FarmDoc

The Gardner Agricultural Policy Program (GAPP) in the Department of Agricultural and Consumer Economics (ACE) and the National Center for Supercomputing Applications (NCSA) are partners on this project to create and develop an open-source, web-based farm program analysis tool to assist farmers, academics and policymakers understanding of the programs and policies as Congress debates reauthorization of the omnibus legislation known as a farm bill.
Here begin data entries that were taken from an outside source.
//! Ctrl+C handling.
//!
//! The handler only sets a shared `AtomicBool`. The ingestion loop stops
//! reading stdin once it sees the flag, workers stop hashing, and the
//! process exits with [`EXIT_CODE_INTERRUPTED`] after the pool has drained.
//!
//! ```rust,no_run
//! use dupspot::duplicates::AnalyserConfig;
//! use dupspot::signal::install_handler;
//!
//! let handler = install_handler().unwrap();
//! let config = AnalyserConfig::default().with_shutdown_flag(handler.get_flag());
//! ```

use std::io::Write;
use std::sync::atomic::{AtomicBool, Ordering};
use std::sync::{Arc, Mutex, PoisonError};

/// 128 + SIGINT.
pub const EXIT_CODE_INTERRUPTED: i32 = 130;

/// Shared shutdown flag.
#[derive(Debug, Clone, Default)]
pub struct ShutdownHandler {
    flag: Arc<AtomicBool>,
}

impl ShutdownHandler {
    /// Create a handler with no shutdown requested.
    #[must_use]
    pub fn new() -> Self {
        Self::default()
    }

    /// Whether Ctrl+C was pressed or [`Self::request_shutdown`] called.
    #[must_use]
    pub fn is_shutdown_requested(&self) -> bool {
        self.flag.load(Ordering::SeqCst)
    }

    /// Set the flag by hand.
    pub fn request_shutdown(&self) {
        self.flag.store(true, Ordering::SeqCst);
    }

    /// The flag to hand to the analyser.
    #[must_use]
    pub fn get_flag(&self) -> Arc<AtomicBool> {
        Arc::clone(&self.flag)
    }

    /// Clear the flag.
    pub fn reset(&self) {
        self.flag.store(false, Ordering::SeqCst);
    }
}

/// Error type for signal handler installation.
#[derive(Debug, thiserror::Error)]
pub enum SignalError {
    /// Failed to install the Ctrl+C handler.
    #[error("Failed to install signal handler: {0}")]
    InstallFailed(#[from] ctrlc::Error),
}

static GLOBAL_HANDLER: Mutex<Option<ShutdownHandler>> = Mutex::new(None);

/// Install the process-wide Ctrl+C hook, or reuse the one already installed.
///
/// `ctrlc` allows a single hook per process. Later calls get the same
/// handler back with its flag cleared, so the application can run several
/// times in one test binary. Concurrent first calls are serialized and all
/// receive the handler whose flag the hook sets.
///
/// # Errors
///
/// Returns [`SignalError::InstallFailed`] if the hook cannot be registered
/// and no handler exists yet.
pub fn install_handler() -> Result<ShutdownHandler, SignalError> {
    let mut global = GLOBAL_HANDLER.lock().unwrap_or_else(PoisonError::into_inner);
    if let Some(ref handler) = *global {
        handler.reset();
        return Ok(handler.clone());
    }

    let handler = ShutdownHandler::new();
    let flag = handler.get_flag();

    let installed = ctrlc::set_handler(move || {
        flag.store(true, Ordering::SeqCst);
        let mut stderr = std::io::stderr();
        let _ = writeln!(stderr, "\nInterrupted. Finishing queued files...");
        let _ = stderr.flush();
    });

    match installed {
        Ok(()) => {}
        Err(ctrlc::Error::MultipleHandlers) => {
            // Hook registered outside this module; the flag is only settable
            // through request_shutdown.
            log::debug!("Ctrl+C hook already registered, using an unhooked handler");
        }
        Err(e) => return Err(SignalError::InstallFailed(e)),
    }

    *global = Some(handler.clone());
    Ok(handler)
}
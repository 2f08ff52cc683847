//! Layered run configuration.
//!
//! Settings are merged with `figment`, later layers winning:
//!
//! 1. built-in defaults
//! 2. a TOML file: `--config <PATH>`, or `config.toml` in the platform
//!    config directory when it exists
//! 3. `DUPSPOT_*` environment variables (`DUPSPOT_WORKERS=16`)
//! 4. command-line flags
//!
//! ```toml
//! workers = 16
//! size_threshold = 1048576
//! skip_blocks = 500
//! queue_capacity = 0
//! blacklist = ["tmpfs", "sysfs", "nfs"]
//! ```

use std::path::{Path, PathBuf};

use anyhow::{bail, Context, Result};
use directories::ProjectDirs;
use figment::providers::{Env, Format, Serialized, Toml};
use figment::Figment;
use serde::{Deserialize, Serialize};

use crate::cli::Cli;
use crate::duplicates::{AnalyserConfig, DEFAULT_WORKERS};
use crate::scanner::{Fingerprinter, DEFAULT_BLACKLIST, DEFAULT_SIZE_THRESHOLD, DEFAULT_SKIP_BLOCKS};

/// Prefix of the environment variables read into the configuration.
pub const ENV_PREFIX: &str = "DUPSPOT_";

/// Run configuration.
#[derive(Debug, Clone, PartialEq, Eq, Serialize, Deserialize)]
#[serde(default)]
pub struct Config {
    /// Worker threads hashing files.
    pub workers: usize,
    /// Files of at least this many bytes are sampled.
    pub size_threshold: u64,
    /// Stride between sampled blocks, in blocks.
    pub skip_blocks: u64,
    /// Intake queue capacity.
    pub queue_capacity: usize,
    /// Filesystem type names (substrings) whose files are skipped.
    pub blacklist: Vec<String>,
}

impl Default for Config {
    fn default() -> Self {
        Self {
            workers: DEFAULT_WORKERS,
            size_threshold: DEFAULT_SIZE_THRESHOLD,
            skip_blocks: DEFAULT_SKIP_BLOCKS,
            queue_capacity: 0,
            blacklist: DEFAULT_BLACKLIST.iter().map(|s| (*s).to_string()).collect(),
        }
    }
}

impl Config {
    /// Load defaults, the config file and the environment.
    ///
    /// An explicit `path` must exist; the default location is optional.
    ///
    /// # Errors
    ///
    /// Returns an error if the explicit file is missing or any layer fails
    /// to parse.
    pub fn load(path: Option<&Path>) -> Result<Self> {
        let file = match path {
            Some(p) => {
                if !p.is_file() {
                    bail!("Config file not found: {}", p.display());
                }
                Some(p.to_path_buf())
            }
            None => Self::default_path().filter(|p| p.is_file()),
        };

        if let Some(ref f) = file {
            log::debug!("Loading config from {}", f.display());
        }

        Self::figment(file.as_deref())
            .extract()
            .context("Invalid configuration")
    }

    /// The merged provider chain without CLI flags.
    #[must_use]
    pub fn figment(file: Option<&Path>) -> Figment {
        let mut figment = Figment::from(Serialized::defaults(Config::default()));
        if let Some(f) = file {
            figment = figment.merge(Toml::file(f));
        }
        figment.merge(Env::prefixed(ENV_PREFIX))
    }

    /// `config.toml` in the platform config directory.
    #[must_use]
    pub fn default_path() -> Option<PathBuf> {
        ProjectDirs::from("", "", "dupspot").map(|dirs| dirs.config_dir().join("config.toml"))
    }

    /// Apply the flags the user actually passed.
    #[must_use]
    pub fn with_cli_overrides(mut self, cli: &Cli) -> Self {
        if let Some(jobs) = cli.jobs {
            self.workers = jobs;
        }
        if let Some(threshold) = cli.threshold {
            self.size_threshold = threshold;
        }
        if let Some(skip) = cli.skip_blocks {
            self.skip_blocks = skip;
        }
        if let Some(capacity) = cli.queue_capacity {
            self.queue_capacity = capacity;
        }
        if !cli.blacklist.is_empty() {
            self.blacklist.clone_from(&cli.blacklist);
        }
        self
    }

    /// Reject settings the analyser cannot run with.
    ///
    /// # Errors
    ///
    /// Returns an error naming the first invalid setting.
    pub fn validate(&self) -> Result<()> {
        if self.workers == 0 {
            bail!("workers must be at least 1");
        }
        if self.skip_blocks == 0 {
            bail!("skip_blocks must be at least 1");
        }
        if self.size_threshold == 0 {
            bail!("size_threshold must be at least 1 byte");
        }
        Ok(())
    }

    /// Fingerprinting policy for these settings.
    #[must_use]
    pub fn fingerprinter(&self) -> Fingerprinter {
        Fingerprinter::new()
            .with_size_threshold(self.size_threshold)
            .with_skip_blocks(self.skip_blocks)
    }

    /// Analyser settings, without shutdown flag or progress callback.
    #[must_use]
    pub fn analyser_config(&self) -> AnalyserConfig {
        AnalyserConfig::default()
            .with_workers(self.workers)
            .with_queue_capacity(self.queue_capacity)
            .with_fingerprinter(self.fingerprinter())
    }
}
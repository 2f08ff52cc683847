use dupspot::config::Config;
use dupspot::output::OutputFormat;
use dupspot::pipeline::{run, RunOptions, READ_ERROR_KEY};
use dupspot::progress::Progress;
use std::fs;
use std::io::Cursor;
use std::path::{Path, PathBuf};
use std::sync::Arc;
use tempfile::TempDir;

fn test_config() -> Config {
    Config {
        workers: 4,
        blacklist: Vec::new(),
        ..Config::default()
    }
}

fn lines(paths: &[&Path]) -> String {
    paths
        .iter()
        .map(|p| format!("{}\n", p.display()))
        .collect()
}

fn create(dir: &TempDir, name: &str, content: &[u8]) -> PathBuf {
    let path = dir.path().join(name);
    if let Some(parent) = path.parent() {
        fs::create_dir_all(parent).unwrap();
    }
    fs::write(&path, content).unwrap();
    path
}

#[test]
fn test_text_output_groups_in_stable_order() {
    let dir = TempDir::new().unwrap();
    let small_a = create(&dir, "s/a", b"tiny");
    let small_b = create(&dir, "s/b", b"tiny");
    let big_a = create(&dir, "b/a", &[3u8; 4096]);
    let big_b = create(&dir, "b/b", &[3u8; 4096]);
    let lonely = create(&dir, "lonely", b"only one of me");

    let input = lines(&[&small_b, &big_b, &lonely, &small_a, &big_a]);
    let mut out = Vec::new();
    let report = run(&test_config(), Cursor::new(input), &mut out, RunOptions::default()).unwrap();

    let expected = format!(
        "{}\n{}\n\n{}\n{}\n\n",
        big_a.display(),
        big_b.display(),
        small_a.display(),
        small_b.display()
    );
    assert_eq!(String::from_utf8(out).unwrap(), expected);
    assert_eq!(report.groups_written, 2);
    assert_eq!(report.summary.files_analysed, 5);
    assert_eq!(report.summary.duplicate_files, 4);
}

#[test]
fn test_json_output_document() {
    let dir = TempDir::new().unwrap();
    let a = create(&dir, "a.txt", b"0123456789");
    let b = create(&dir, "b.txt", b"0123456789");
    let c = create(&dir, "c.txt", b"abcdefghij");

    let options = RunOptions {
        format: OutputFormat::Json,
        ..RunOptions::default()
    };
    let mut out = Vec::new();
    run(&test_config(), Cursor::new(lines(&[&a, &b, &c])), &mut out, options).unwrap();

    let doc: serde_json::Value = serde_json::from_slice(&out).unwrap();
    let duplicates = doc["duplicates"].as_array().unwrap();
    assert_eq!(duplicates.len(), 1);
    assert_eq!(duplicates[0]["size"], 10);
    assert_eq!(duplicates[0]["fingerprint"].as_str().unwrap().len(), 16);
    assert_eq!(
        duplicates[0]["files"],
        serde_json::json!([a.to_string_lossy(), b.to_string_lossy()])
    );
    assert_eq!(doc["summary"]["files_analysed"], 3);
    assert_eq!(doc["summary"]["size_buckets"], 1);
    assert_eq!(doc["summary"]["wasted_space"], 10);
    assert!(doc["summary"].get("interrupted").is_none());
}

#[test]
fn test_missing_paths_counted_as_stat_errors() {
    let dir = TempDir::new().unwrap();
    let present = create(&dir, "present", b"here");
    let missing = dir.path().join("missing");

    let mut out = Vec::new();
    let report = run(
        &test_config(),
        Cursor::new(lines(&[&present, &missing])),
        &mut out,
        RunOptions::default(),
    )
    .unwrap();

    assert!(out.is_empty());
    assert_eq!(report.stats.get("stat error"), 1);
    assert_eq!(report.stats.get(READ_ERROR_KEY), 0);
    assert_eq!(report.submitted, 1);
}

#[test]
fn test_whitespace_and_crlf_trimmed() {
    let dir = TempDir::new().unwrap();
    let a = create(&dir, "a", b"same");
    let b = create(&dir, "b", b"same");

    let input = format!("  {}\r\n\t{}  \n   \n", a.display(), b.display());
    let mut out = Vec::new();
    let report = run(&test_config(), Cursor::new(input), &mut out, RunOptions::default()).unwrap();

    assert_eq!(report.groups_written, 1);
    assert_eq!(report.stats.get("blank line"), 1);
}

#[test]
fn test_last_line_without_newline_is_read() {
    let dir = TempDir::new().unwrap();
    let a = create(&dir, "a", b"same");
    let b = create(&dir, "b", b"same");

    let input = format!("{}\n{}", a.display(), b.display());
    let mut out = Vec::new();
    let report = run(&test_config(), Cursor::new(input), &mut out, RunOptions::default()).unwrap();

    assert_eq!(report.lines_read, 2);
    assert_eq!(report.groups_written, 1);
}

#[test]
fn test_quiet_progress_tracks_bytes() {
    let dir = TempDir::new().unwrap();
    let a = create(&dir, "a", &[1u8; 100]);
    let b = create(&dir, "b", &[2u8; 50]);

    let progress = Arc::new(Progress::new(true));
    let options = RunOptions {
        progress: Some(progress.clone()),
        ..RunOptions::default()
    };
    let mut out = Vec::new();
    run(&test_config(), Cursor::new(lines(&[&a, &b])), &mut out, options).unwrap();

    assert_eq!(progress.bytes_completed(), 150);
}

#[cfg(unix)]
#[test]
fn test_symlinks_skipped() {
    let dir = TempDir::new().unwrap();
    let target = create(&dir, "target", b"content");
    let link = dir.path().join("link");
    std::os::unix::fs::symlink(&target, &link).unwrap();

    let mut out = Vec::new();
    let report = run(
        &test_config(),
        Cursor::new(lines(&[&target, &link])),
        &mut out,
        RunOptions::default(),
    )
    .unwrap();

    assert!(out.is_empty());
    assert_eq!(report.stats.get("symlink"), 1);
}

#[cfg(target_os = "linux")]
#[test]
fn test_blacklisted_filesystem_skipped() {
    let path = Path::new("/proc/self/status");
    let config = Config {
        blacklist: vec!["proc".to_string()],
        ..test_config()
    };

    let mut out = Vec::new();
    let report = run(&config, Cursor::new(lines(&[path])), &mut out, RunOptions::default()).unwrap();

    assert_eq!(report.submitted, 0);
    assert_eq!(report.stats.get("blacklisted filesystem: proc"), 1);
}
The current farm bill, signed into law in 2014, expires in 2018. For commodity farmers, the two key programs are ARC (Agriculture Risk Coverage) and PLC (Price Loss Coverage). As currently designed, they operate as follows:

  • ARC – triggers payments using revenue (price times yield) benchmarks; begins when actual revenue in a year falls below 86% of the county benchmark (most recent 5 years of national prices and county yields, dropping the high and low of each); payments cannot exceed 10% of the benchmark and are paid on 85% of the base acres for the crop.
    • Potential revisions: increase the guarantee from 86%; increase the payment cap to 15%; revise county average yields used; revise benchmark price calculation.
  • PLC – triggers payments on price movements only; Congress establishes a reference price in statute (e.g., corn at $3.70 per bushel) and when national average prices fall below, a payment on the deficiency is made using program yields and on 85% of base acres for the crop.
    • Revise reference prices (increases or decreases), including use of a percentage of a moving average price history

Congress is working on the reauthorization process for these programs and there is a need for policy analysis for farmers, farm interest groups, policymakers and academics. Additionally, the 2014 Farm Bill provided $3 million in funding for web-based educational tools to explain to farmers the decisions in the bill. This tool can be used to educate farmers on the final policies and programs of this farm bill and including the potential for partnering to compete for funding if it is again provided by Congress.

The final goals for this project are to:

  • Deliver a policy analysis tool that generates program payment estimates at various geographical levels. # Create a web-based dashboard for payment estimate outputs determined by data input and model (developed at #1 above) simulations, including simulations based on user-directed changes to Federal program parameters.
  • Include a dashboard that visualizes options such as mapping payments at county, regional (including Congressional district), state and national levels.